SDSU basketball’s 2022-2023 season officially begins

Viejas Arena with its new video board. Credit Don De Mars/EVT

Brian Dutcher speaks to the team prior to the SDSU first practice. Credit Don De Mars/EVT

One of the most anticipated years in San Diego State basketball history has officially begun. According to the NCAA, the Aztecs moved from “out of season” to “in season” this week, making Monday’s practice the first of the 2022-2023 season.

Since the start of the second summer session, SDSU head coach Brian Dutcher and his staff worked “out of season” eight hours per week with their team. The staff chose to split that evenly between the weight room and practice. “In season,” the coaches are able to train their players for 20 hours each week.

“A big difference with us is we’re not a program that practices for three hours,” Dutcher explained as his players warmed up on Monday. “Even though we get more time, we are about 90 minutes on the floor. The thing we take advantage of now is we do more individual workouts. We get them one-on-one in the gym. We do shooting. We do skill development. That’s what we do with the extra time.”  

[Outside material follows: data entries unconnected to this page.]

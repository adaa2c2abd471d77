//! Mirror health and ranking
//!
//! Every job carries its own mirror pool. A mirror that fails a transfer,
//! breaks protocol, or serves corrupt bytes is marked broken and stays
//! excluded for the rest of the job.

use serde::{Deserialize, Serialize};

/// Score assigned to mirrors that have not been measured yet, so fresh
/// mirrors rank above zero and get a chance to be tried.
const UNTRIED_SCORE: f64 = 1.0;

/// Health state of a single mirror within a job
#[derive(Debug, Clone, Copy, PartialEq, Eq, Serialize, Deserialize)]
#[serde(rename_all = "lowercase")]
pub enum MirrorStatus {
    /// Never used during this job
    Unknown,
    /// At least one successful transfer
    Ok,
    /// Failed; excluded from selection for the rest of the job
    Broken,
}

/// One of several URLs serving the same artifact
#[derive(Debug, Clone, Serialize, Deserialize)]
pub struct Mirror {
    pub url: String,
    pub status: MirrorStatus,
    /// Last observed download speed in bytes/sec
    pub speed: f64,
}

impl Mirror {
    pub fn new(url: impl Into<String>) -> Self {
        Self {
            url: url.into(),
            status: MirrorStatus::Unknown,
            speed: 0.0,
        }
    }

    pub fn is_usable(&self) -> bool {
        self.status != MirrorStatus::Broken
    }

    /// Replace the observed speed with the latest sample
    pub fn update_speed(&mut self, bytes_per_sec: f64) {
        self.speed = bytes_per_sec;
    }

    fn rank(&self) -> f64 {
        match self.status {
            MirrorStatus::Broken => f64::NEG_INFINITY,
            MirrorStatus::Unknown => UNTRIED_SCORE,
            MirrorStatus::Ok => self.speed,
        }
    }
}

/// Index of the fastest usable mirror, or `None` when every mirror is
/// broken. Earlier mirrors win ties, so the primary stays preferred until
/// another mirror actually measures faster.
pub fn fastest_mirror(mirrors: &[Mirror]) -> Option<usize> {
    let mut best: Option<(usize, f64)> = None;
    for (index, mirror) in mirrors.iter().enumerate() {
        if !mirror.is_usable() {
            continue;
        }
        let rank = mirror.rank();
        match best {
            Some((_, best_rank)) if rank <= best_rank => {}
            _ => best = Some((index, rank)),
        }
    }
    best.map(|(i, _)| i)
}
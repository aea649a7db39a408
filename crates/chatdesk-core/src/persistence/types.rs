//! Persistence data types.
//!
//! # Data Model Overview
//!
//! Chatdesk persists all conversation state in a single JSON file:
//!
//! ```text
//! dialogs.json
//! {
//!   "42": {                       # decimal string user id
//!     "userId": 42,
//!     "username": "ana" | null,
//!     "firstName": "Ana",
//!     "lastName": "B" | null,
//!     "messages": [ { "text": "hi", "time": 1000, "in": true }, ... ],
//!     "answered": false
//!   },
//!   ...
//! }
//! ```
//!
//! # Design Principles
//!
//! - **Forward-readable**: unknown extra fields are ignored on load,
//!   never rejected.
//! - **Append-only messages**: a conversation's message list is only ever
//!   extended, never reordered or edited.
//! - **Atomic writes**: write to temp file, then rename.

use std::collections::BTreeMap;

use serde::{Deserialize, Serialize};

/// The full persisted store: stringified user id -> conversation.
///
/// A `BTreeMap` keeps iteration order stable across runs, which is what the
/// conversation list relies on.
pub type DialogMap = BTreeMap<String, Conversation>;

/// One conversation with a single remote user.
#[derive(Debug, Clone, Serialize, Deserialize)]
#[serde(rename_all = "camelCase")]
pub struct Conversation {
    /// Stable numeric identifier of the remote user. Never changes.
    pub user_id: i64,

    /// Latest known handle; overwritten on every inbound event.
    pub username: Option<String>,

    /// Latest known first name; overwritten on every inbound event.
    pub first_name: String,

    /// Latest known last name, if the user has one.
    pub last_name: Option<String>,

    /// Append-only message history, in arrival order.
    pub messages: Vec<Message>,

    /// False while the operator owes this user a reply.
    pub answered: bool,
}

/// A single message in a conversation.
#[derive(Debug, Clone, Serialize, Deserialize)]
pub struct Message {
    /// Text content, or a placeholder description for media payloads.
    pub text: String,

    /// Seconds since epoch. Non-decreasing within a conversation.
    pub time: i64,

    /// True for messages from the remote user, false for operator replies.
    #[serde(rename = "in")]
    pub inbound: bool,
}

impl Conversation {
    /// The last recorded message timestamp, or 0 for an empty history.
    ///
    /// Used to clamp appends so `time` stays non-decreasing even if the
    /// transport delivers a stale clock reading.
    pub fn last_message_time(&self) -> i64 {
        self.messages.last().map(|m| m.time).unwrap_or(0)
    }
}

/// Lightweight conversation identity for list rendering.
///
/// A snapshot copy; holds no reference into the live store.
#[derive(Debug, Clone, PartialEq, Eq)]
pub struct ConversationSummary {
    pub user_id: i64,
    pub username: Option<String>,
    pub first_name: String,
    pub last_name: Option<String>,
}

impl From<&Conversation> for ConversationSummary {
    fn from(convo: &Conversation) -> Self {
        Self {
            user_id: convo.user_id,
            username: convo.username.clone(),
            first_name: convo.first_name.clone(),
            last_name: convo.last_name.clone(),
        }
    }
}

// ============================================================================
// TESTS
// ============================================================================
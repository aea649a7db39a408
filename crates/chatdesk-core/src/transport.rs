//! Remote transport adapter seam.
//!
//! The core never speaks the messaging wire protocol. It consumes inbound
//! events through [`InboundDispatcher`] and sends replies through the
//! [`Transport`] trait, which the platform's messaging client implements.

use std::path::Path;
use std::sync::Arc;

use thiserror::Error;

use crate::notify::RedrawSignal;
use crate::store::DialogStore;

/// Latest known identity of a remote user, as reported by the transport.
#[derive(Debug, Clone, PartialEq, Eq)]
pub struct RemoteIdentity {
    pub user_id: i64,
    pub username: Option<String>,
    pub first_name: String,
    pub last_name: Option<String>,
}

/// Inbound payload, reduced to what the store records.
///
/// Raw media payloads are never carried into the core; each media kind maps
/// to a fixed placeholder description.
#[derive(Debug, Clone, PartialEq, Eq)]
pub enum InboundContent {
    Text(String),
    Photo,
    Document,
    Sticker,
    Video,
    Voice,
    Audio,
    Animation,
    /// Anything the table doesn't know. Recorded, never rejected.
    Unknown,
}

impl InboundContent {
    /// Map a transport content-type string to a content value.
    ///
    /// `text` is only consulted for the "text" type; a text message with no
    /// body records as empty text rather than failing.
    pub fn from_type(content_type: &str, text: Option<&str>) -> Self {
        match content_type {
            "text" => InboundContent::Text(text.unwrap_or("").to_string()),
            "photo" => InboundContent::Photo,
            "document" => InboundContent::Document,
            "sticker" => InboundContent::Sticker,
            "video" => InboundContent::Video,
            "voice" => InboundContent::Voice,
            "audio" => InboundContent::Audio,
            "animation" => InboundContent::Animation,
            _ => InboundContent::Unknown,
        }
    }

    /// The text stored for this payload: the message body for text, a fixed
    /// placeholder for everything else.
    pub fn description(&self) -> String {
        match self {
            InboundContent::Text(text) => text.clone(),
            InboundContent::Photo => "[Sent a photo]".to_string(),
            InboundContent::Document => "[Sent a file]".to_string(),
            InboundContent::Sticker => "[Sent a sticker]".to_string(),
            InboundContent::Video => "[Sent a video]".to_string(),
            InboundContent::Voice => "[Sent a voice message]".to_string(),
            InboundContent::Audio => "[Sent an audio track]".to_string(),
            InboundContent::Animation => "[Sent a GIF]".to_string(),
            InboundContent::Unknown => "[Sent unknown media]".to_string(),
        }
    }
}

/// One inbound event as delivered by the transport's receive loop.
#[derive(Debug, Clone)]
pub struct InboundEvent {
    pub identity: RemoteIdentity,
    pub content: InboundContent,
    /// Seconds since epoch, as stamped by the transport.
    pub timestamp: i64,
}

/// Error type for outbound transport calls.
#[derive(Error, Debug)]
pub enum TransportError {
    #[error("Send failed: {0}")]
    SendFailed(String),
}

/// Outbound side of the messaging client.
///
/// Implementations wrap whatever client library the platform provides; the
/// core only ever calls these two methods.
pub trait Transport: Send + Sync {
    /// Deliver a text reply to a remote user.
    fn send_text(&self, user_id: i64, text: &str) -> Result<(), TransportError>;

    /// Deliver a file to a remote user.
    fn send_document(&self, user_id: i64, file: &Path) -> Result<(), TransportError>;
}

/// Network-thread entry point for inbound events.
///
/// Register `dispatch` as the transport's message callback: it records the
/// event in the store and fires the redraw signal. It never blocks on the UI
/// thread and never panics on store errors; a failed persist is logged and
/// the in-memory record survives for the next successful save.
pub struct InboundDispatcher {
    store: Arc<DialogStore>,
    redraw: RedrawSignal,
}

impl InboundDispatcher {
    pub fn new(store: Arc<DialogStore>, redraw: RedrawSignal) -> Self {
        Self { store, redraw }
    }

    /// Record one inbound event and wake the UI.
    pub fn dispatch(&self, event: InboundEvent) {
        if let Err(e) = self
            .store
            .record_inbound(&event.identity, &event.content, event.timestamp)
        {
            log::error!(
                "Failed to record inbound message from {}: {e}",
                event.identity.user_id
            );
        }
        self.redraw.notify();
    }
}

// ============================================================================
// TESTS
// ============================================================================

#[cfg(test)]
mod tests {
    use super::*;

    mod content_mapping {
        use super::*;

        #[test]
        fn text_carries_its_body() {
            let content = InboundContent::from_type("text", Some("hi"));
            assert_eq!(content, InboundContent::Text("hi".to_string()));
            assert_eq!(content.description(), "hi");
        }

        #[test]
        fn text_without_body_is_empty() {
            let content = InboundContent::from_type("text", None);
            assert_eq!(content.description(), "");
        }

        #[test]
        fn every_media_kind_has_a_placeholder() {
            let kinds = [
                ("photo", "[Sent a photo]"),
                ("document", "[Sent a file]"),
                ("sticker", "[Sent a sticker]"),
                ("video", "[Sent a video]"),
                ("voice", "[Sent a voice message]"),
                ("audio", "[Sent an audio track]"),
                ("animation", "[Sent a GIF]"),
            ];

            for (kind, expected) in kinds {
                let content = InboundContent::from_type(kind, None);
                assert_eq!(content.description(), expected, "kind: {kind}");
            }
        }

        #[test]
        fn unrecognized_kind_maps_to_generic_placeholder() {
            let content = InboundContent::from_type("poll", None);
            assert_eq!(content, InboundContent::Unknown);
            assert_eq!(content.description(), "[Sent unknown media]");
        }
    }

    mod dispatcher {
        use super::*;
        use crate::notify::redraw_channel;
        use tempfile::tempdir;

        fn event(user_id: i64, first_name: &str, text: &str) -> InboundEvent {
            InboundEvent {
                identity: RemoteIdentity {
                    user_id,
                    username: None,
                    first_name: first_name.to_string(),
                    last_name: None,
                },
                content: InboundContent::Text(text.to_string()),
                timestamp: 1000,
            }
        }

        #[test]
        fn dispatch_records_and_wakes() {
            let dir = tempdir().unwrap();
            let store = Arc::new(DialogStore::open(dir.path().join("dialogs.json")).unwrap());
            let (signal, mut receiver) = redraw_channel();
            let dispatcher = InboundDispatcher::new(Arc::clone(&store), signal);

            dispatcher.dispatch(event(42, "Ana", "hi"));

            assert_eq!(store.conversations().len(), 1);
            assert!(receiver.try_recv());
        }

        #[test]
        fn dispatch_from_network_thread_wakes_ui_thread() {
            let dir = tempdir().unwrap();
            let store = Arc::new(DialogStore::open(dir.path().join("dialogs.json")).unwrap());
            let (signal, mut receiver) = redraw_channel();
            let dispatcher = InboundDispatcher::new(Arc::clone(&store), signal);

            let ui = std::thread::spawn(move || receiver.wait());
            let network = std::thread::spawn(move || {
                dispatcher.dispatch(event(7, "Kim", "hello"));
            });

            network.join().unwrap();
            assert!(ui.join().unwrap());
            assert_eq!(store.conversations().len(), 1);
        }

        #[test]
        fn burst_of_events_records_all_messages() {
            let dir = tempdir().unwrap();
            let store = Arc::new(DialogStore::open(dir.path().join("dialogs.json")).unwrap());
            let (signal, mut receiver) = redraw_channel();
            let dispatcher = InboundDispatcher::new(Arc::clone(&store), signal);

            for i in 0..5 {
                dispatcher.dispatch(event(42, "Ana", &format!("msg {i}")));
            }

            // Every message is recorded even though the wake-ups coalesced.
            assert_eq!(store.snapshot()["42"].messages.len(), 5);
            assert!(receiver.try_recv());
            assert!(!receiver.try_recv());
        }
    }
}
//! Operator-side outbound orchestration.
//!
//! The UI calls these methods instead of touching the store and transport
//! separately, so the record-then-send order is in one place. The message is
//! persisted before the transport is invoked: if the send then fails, the
//! error propagates but the recorded message stays. A durable record of
//! intent beats silently losing what the operator wrote.

use std::path::Path;
use std::sync::Arc;

use thiserror::Error;

use crate::attachments::{prepare_attachment, AttachmentError};
use crate::store::{DialogStore, StoreError};
use crate::transport::{Transport, TransportError};

/// Error type for operator send operations.
#[derive(Error, Debug)]
pub enum DeskError {
    #[error(transparent)]
    Store(#[from] StoreError),

    /// The message was recorded but the transport rejected the send.
    #[error(transparent)]
    Transport(#[from] TransportError),

    #[error(transparent)]
    Attachment(#[from] AttachmentError),
}

/// The operator's handle on one store/transport pair.
pub struct OperatorDesk {
    store: Arc<DialogStore>,
    transport: Arc<dyn Transport>,
}

impl OperatorDesk {
    pub fn new(store: Arc<DialogStore>, transport: Arc<dyn Transport>) -> Self {
        Self { store, transport }
    }

    /// Reply to a remote user with text.
    ///
    /// Whitespace-only input is silently ignored; nothing is recorded or
    /// sent. Otherwise the reply is recorded (and persisted) first, then
    /// handed to the transport.
    pub fn send_text(&self, user_id: i64, text: &str) -> Result<(), DeskError> {
        if text.trim().is_empty() {
            return Ok(());
        }

        self.store.record_outbound(user_id, text)?;
        self.transport.send_text(user_id, text)?;
        Ok(())
    }

    /// Send a file to a remote user.
    ///
    /// The size cap is checked before anything else; an over-cap file is
    /// rejected without touching the store or the transport. The attachment
    /// label is recorded before the transport call, same as text.
    pub fn send_attachment(&self, user_id: i64, file: &Path) -> Result<(), DeskError> {
        let attachment = prepare_attachment(file)?;

        self.store
            .record_outbound(user_id, &attachment.outbound_label())?;
        self.transport.send_document(user_id, &attachment.path)?;
        Ok(())
    }
}

// ============================================================================
// TESTS
// ============================================================================
//! The dialog store - authoritative conversation state.
//!
//! # Overview
//!
//! `DialogStore` owns the in-memory conversation map and the persisted file.
//! It is the single shared mutable resource between the network thread
//! (inbound events) and the UI thread (operator actions), so every public
//! operation is internally synchronized.
//!
//! # Save Policy
//!
//! Every mutating call persists the full store before returning, under the
//! same lock that guards the in-memory map. After any mutating call returns,
//! the file and memory agree; a crash between mutation and flush is the only
//! window of inconsistency.

use std::path::{Path, PathBuf};
use std::sync::Mutex;

use chrono::Utc;
use thiserror::Error;

use crate::persistence::{
    load_dialogs, save_dialogs, Conversation, ConversationSummary, DialogMap, DialogsError,
    Message,
};
use crate::transport::{InboundContent, RemoteIdentity};
use crate::view;

/// Error type for dialog store operations.
#[derive(Error, Debug)]
pub enum StoreError {
    /// The referenced user id has no conversation.
    #[error("Unknown conversation: {0}")]
    UnknownConversation(i64),

    /// The store could not be written to disk. The in-memory state still
    /// holds the mutation; the caller decides whether to retry or surface.
    #[error("Failed to persist dialogs: {0}")]
    Persistence(#[from] DialogsError),
}

/// Thread-safe conversation store backed by a single JSON file.
///
/// Construct one per process and share it (e.g. via `Arc`) between the
/// transport callback and the UI layer. There is deliberately no global
/// instance.
pub struct DialogStore {
    path: PathBuf,
    dialogs: Mutex<DialogMap>,
}

impl DialogStore {
    /// Open a store backed by `path`, loading existing state if present.
    ///
    /// A missing file is a first run and yields an empty store.
    pub fn open(path: impl Into<PathBuf>) -> Result<Self, DialogsError> {
        let path = path.into();
        let dialogs = load_dialogs(&path)?;
        log::info!(
            "Opened dialog store at {} ({} conversations)",
            path.display(),
            dialogs.len()
        );
        Ok(Self {
            path,
            dialogs: Mutex::new(dialogs),
        })
    }

    /// The file this store persists to.
    pub fn path(&self) -> &Path {
        &self.path
    }

    /// Record an inbound message from a remote user.
    ///
    /// Creates the conversation on first contact, otherwise refreshes the
    /// identity fields (display names may change between messages). Always
    /// appends, always flips `answered` to false, always persists.
    ///
    /// The appended timestamp is clamped so it never moves backwards within
    /// the conversation.
    pub fn record_inbound(
        &self,
        identity: &RemoteIdentity,
        content: &InboundContent,
        timestamp: i64,
    ) -> Result<(), StoreError> {
        let uid = identity.user_id.to_string();
        let text = content.description();

        let mut dialogs = self.dialogs.lock().unwrap();

        let convo = dialogs.entry(uid).or_insert_with(|| Conversation {
            user_id: identity.user_id,
            username: identity.username.clone(),
            first_name: identity.first_name.clone(),
            last_name: identity.last_name.clone(),
            messages: Vec::new(),
            answered: false,
        });

        convo.username = identity.username.clone();
        convo.first_name = identity.first_name.clone();
        convo.last_name = identity.last_name.clone();

        let time = timestamp.max(convo.last_message_time());
        convo.messages.push(Message {
            text,
            time,
            inbound: true,
        });
        convo.answered = false;

        save_dialogs(&self.path, &dialogs)?;
        Ok(())
    }

    /// Record an operator reply, stamped with the current time.
    ///
    /// Fails with [`StoreError::UnknownConversation`] if the user has never
    /// written in: the operator cannot originate a conversation.
    pub fn record_outbound(&self, user_id: i64, text: &str) -> Result<(), StoreError> {
        let mut dialogs = self.dialogs.lock().unwrap();

        let convo = dialogs
            .get_mut(&user_id.to_string())
            .ok_or(StoreError::UnknownConversation(user_id))?;

        let time = Utc::now().timestamp().max(convo.last_message_time());
        convo.messages.push(Message {
            text: text.to_string(),
            time,
            inbound: false,
        });
        convo.answered = true;

        save_dialogs(&self.path, &dialogs)?;
        Ok(())
    }

    /// Mark a conversation as answered without replying.
    ///
    /// A no-op (not an error) if the conversation is absent, so the UI can
    /// race a concurrent delete without blowing up.
    pub fn mark_answered(&self, user_id: i64) -> Result<(), StoreError> {
        let mut dialogs = self.dialogs.lock().unwrap();

        if let Some(convo) = dialogs.get_mut(&user_id.to_string()) {
            convo.answered = true;
            save_dialogs(&self.path, &dialogs)?;
        }
        Ok(())
    }

    /// Delete a conversation and its messages, irrecoverably.
    ///
    /// Idempotent: deleting an absent conversation is a no-op.
    pub fn delete_conversation(&self, user_id: i64) -> Result<(), StoreError> {
        let mut dialogs = self.dialogs.lock().unwrap();

        if dialogs.remove(&user_id.to_string()).is_some() {
            log::info!("Deleted conversation {user_id}");
            save_dialogs(&self.path, &dialogs)?;
        }
        Ok(())
    }

    /// Whether the operator has responded to (or dismissed) this conversation.
    pub fn is_answered(&self, user_id: i64) -> Result<bool, StoreError> {
        let dialogs = self.dialogs.lock().unwrap();
        dialogs
            .get(&user_id.to_string())
            .map(|c| c.answered)
            .ok_or(StoreError::UnknownConversation(user_id))
    }

    /// Rendering-ready transcript for one conversation.
    ///
    /// Inbound lines are attributed to the remote first name, outbound lines
    /// to the fixed operator label.
    pub fn transcript(&self, user_id: i64) -> Result<String, StoreError> {
        let dialogs = self.dialogs.lock().unwrap();
        dialogs
            .get(&user_id.to_string())
            .map(view::render_transcript)
            .ok_or(StoreError::UnknownConversation(user_id))
    }

    /// Snapshot of all conversation summaries, in stable store order.
    pub fn conversations(&self) -> Vec<ConversationSummary> {
        let dialogs = self.dialogs.lock().unwrap();
        dialogs.values().map(ConversationSummary::from).collect()
    }

    /// Full cloned snapshot of the store, for the view projection.
    pub fn snapshot(&self) -> DialogMap {
        self.dialogs.lock().unwrap().clone()
    }
}

// ============================================================================
// TESTS
// ============================================================================
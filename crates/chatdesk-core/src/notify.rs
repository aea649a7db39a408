//! Cross-thread redraw signaling.
//!
//! The redraw channel carries a payload-free "state changed, re-render"
//! wake-up from any producer thread to the single UI thread. It is not a
//! message queue: bursts of signals coalesce into one pending wake-up, and
//! the receiver always re-reads current store state instead of consuming
//! event data.
//!
//! # Example
//!
//! ```rust
//! use chatdesk_core::notify::redraw_channel;
//!
//! let (signal, mut receiver) = redraw_channel();
//!
//! // Network thread, after a store mutation:
//! signal.notify();
//!
//! // UI thread main loop:
//! // while receiver.wait() { /* re-read store, re-render */ }
//! ```

use tokio::sync::mpsc;

/// Producer half of the redraw channel. Cheap to clone; one per thread that
/// mutates the store.
#[derive(Clone)]
pub struct RedrawSignal {
    tx: mpsc::Sender<()>,
}

/// Consumer half of the redraw channel. Owned exclusively by the UI thread.
pub struct RedrawReceiver {
    rx: mpsc::Receiver<()>,
}

/// Create a connected signal/receiver pair.
///
/// The internal channel has capacity 1: a wake-up that arrives while one is
/// already pending is dropped, which is exactly the coalescing the UI wants.
pub fn redraw_channel() -> (RedrawSignal, RedrawReceiver) {
    let (tx, rx) = mpsc::channel(1);
    (RedrawSignal { tx }, RedrawReceiver { rx })
}

impl RedrawSignal {
    /// Request a re-render. Never blocks the caller.
    ///
    /// A full channel means a wake-up is already pending and this one is
    /// folded into it. A closed channel means the UI is gone (shutdown) and
    /// the signal is dropped.
    pub fn notify(&self) {
        let _ = self.tx.try_send(());
    }
}

impl RedrawReceiver {
    /// Block until a wake-up arrives.
    ///
    /// Returns false when every signal handle has been dropped, which is the
    /// UI loop's cue to exit. Must not be called from inside an async
    /// runtime; it is meant for a dedicated UI thread.
    pub fn wait(&mut self) -> bool {
        self.rx.blocking_recv().is_some()
    }

    /// Async variant of [`wait`](Self::wait), for event loops that are
    /// already running on a runtime.
    pub async fn recv(&mut self) -> bool {
        self.rx.recv().await.is_some()
    }

    /// Non-blocking poll, mainly useful in tests.
    pub fn try_recv(&mut self) -> bool {
        self.rx.try_recv().is_ok()
    }
}

// ============================================================================
// TESTS
// ============================================================================

#[cfg(test)]
mod tests {
    use super::*;

    #[test]
    fn burst_coalesces_to_one_wakeup() {
        let (signal, mut receiver) = redraw_channel();

        for _ in 0..10 {
            signal.notify();
        }

        assert!(receiver.try_recv());
        // The other nine were folded into the first.
        assert!(!receiver.try_recv());
    }

    #[test]
    fn notify_after_drain_wakes_again() {
        let (signal, mut receiver) = redraw_channel();

        signal.notify();
        assert!(receiver.try_recv());

        signal.notify();
        assert!(receiver.try_recv());
    }

    #[test]
    fn cloned_signals_share_one_channel() {
        let (signal, mut receiver) = redraw_channel();
        let other = signal.clone();

        signal.notify();
        other.notify();

        assert!(receiver.try_recv());
        assert!(!receiver.try_recv());
    }

    #[test]
    fn wait_returns_false_when_all_signals_dropped() {
        let (signal, mut receiver) = redraw_channel();
        drop(signal);

        assert!(!receiver.wait());
    }

    #[test]
    fn wakes_a_blocked_ui_thread() {
        let (signal, mut receiver) = redraw_channel();

        let ui = std::thread::spawn(move || receiver.wait());

        signal.notify();
        assert!(ui.join().unwrap());
    }

    #[test]
    fn notify_without_receiver_does_not_panic() {
        let (signal, receiver) = redraw_channel();
        drop(receiver);

        signal.notify();
    }

    #[tokio::test]
    async fn async_recv_receives_wakeup() {
        let (signal, mut receiver) = redraw_channel();

        signal.notify();
        assert!(receiver.recv().await);
    }
}
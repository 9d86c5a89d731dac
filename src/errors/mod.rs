//! Error handling module for the employee backend.
//!
//! Provides centralized error types with mapping to HTTP status codes and the
//! error half of the response envelope.

use axum::{
    http::StatusCode,
    response::{IntoResponse, Response},
    Json,
};
use serde::Serialize;

/// Application error type.
#[derive(Debug)]
pub enum AppError {
    /// Resource not found
    NotFound(String),
    /// Malformed request input
    BadRequest(String),
    /// Database error
    Database(String),
    /// Internal server error
    Internal(String),
}

impl AppError {
    /// Get the HTTP status code for this error.
    pub fn status_code(&self) -> StatusCode {
        match self {
            AppError::NotFound(_) => StatusCode::NOT_FOUND,
            AppError::BadRequest(_) => StatusCode::BAD_REQUEST,
            AppError::Database(_) => StatusCode::INTERNAL_SERVER_ERROR,
            AppError::Internal(_) => StatusCode::INTERNAL_SERVER_ERROR,
        }
    }

    /// Get the error message.
    pub fn message(&self) -> String {
        match self {
            AppError::NotFound(msg)
            | AppError::BadRequest(msg)
            | AppError::Database(msg)
            | AppError::Internal(msg) => msg.clone(),
        }
    }
}

impl std::fmt::Display for AppError {
    fn fmt(&self, f: &mut std::fmt::Formatter<'_>) -> std::fmt::Result {
        write!(f, "{}", self.message())
    }
}

impl std::error::Error for AppError {}

impl From<mongodb::error::Error> for AppError {
    fn from(err: mongodb::error::Error) -> Self {
        // Full driver error stays in the server log; clients get a fixed message.
        tracing::error!("Database error: {:?}", err);
        AppError::Database("database operation failed".to_string())
    }
}

impl From<mongodb::bson::ser::Error> for AppError {
    fn from(err: mongodb::bson::ser::Error) -> Self {
        tracing::error!("BSON encode error: {:?}", err);
        AppError::Internal("failed to encode document".to_string())
    }
}

/// Error response envelope. The `data` field is omitted entirely.
#[derive(Debug, Serialize)]
pub struct ErrorResponse {
    pub error: String,
}

impl IntoResponse for AppError {
    fn into_response(self) -> Response {
        let status = self.status_code();
        let body = ErrorResponse {
            error: self.message(),
        };
        (status, Json(body)).into_response()
    }
}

Aguek Arop warms up on Monday. Credit Don De Mars/EVT

Between Monday and the start of the year on November 7, the work accomplished in these individual and team workouts will determine who gets the first crack at making Dutcher’s rotation. Competition for what typically ends as seven to eight players getting consistent playing time has already been fierce. Dutcher said he warned his players about injuring each other because of how hard they are playing in drills.

Finding a starting five and the first player off the bench figures to be the chief task the staff undertakes. Five of the six players who averaged at least 20 minutes a game last year are back. Add in two highly regarded transfers, two redshirt players, and a pair of freshmen who have already impressed, and the challenge Dutcher faces comes into focus.

“If we get any coaching and a little officiating, we should win a lot of games,” Dutcher said. “We have a lot of talent. Now, we have to put it together. I say with our roster, ‘it’s a player’s dilemma and coach’s delight.’ We have a lot of players. I’m going to have a hard time finding minutes for everybody, but these guys are wired the right way. They are wired to win. They may not like all the things that happen over the course of a year, but they’re all really good kids that want to win more than anything else.”

Adam Seiko dribbles up the court during practice. Credit Don De Mars/EVT

Among the two most interesting decisions will be how to use Adam Seiko and Aguek Arop. Seiko has averaged at least 12 minutes the last four years. Dutcher gave him over twenty minutes a game the past two seasons.  

Arop presents a different challenge. His health continues to be a question. Although Dutcher has given him the green light to skip workouts, Arop was out with his teammates on Monday. Dutcher said they are a better team when he plays, and there is a clear role for someone who does not need the ball in his hands to be successful.

“There is no starting five yet,” Dutcher explained. “That’s all earned. When we start scrimmaging, the numbers will become apparent when we go 20-minute scrimmage and 40-minute scrimmage, then their numbers will be important. What are they shooting from the field? Who’s scoring? Who’s rebounding? Who’s getting deflections at the defensive end? Sometimes, they take care of all those decisions for a coach.”

“When it’s close, then it becomes a challenge. When they’re within touching distance of each other, then it’s a feel that I have to have based on talking to my coaching staff, and at the end of the day, I’ll decide who’s going to be in the starting lineup, and that’s always a challenge as a coach.”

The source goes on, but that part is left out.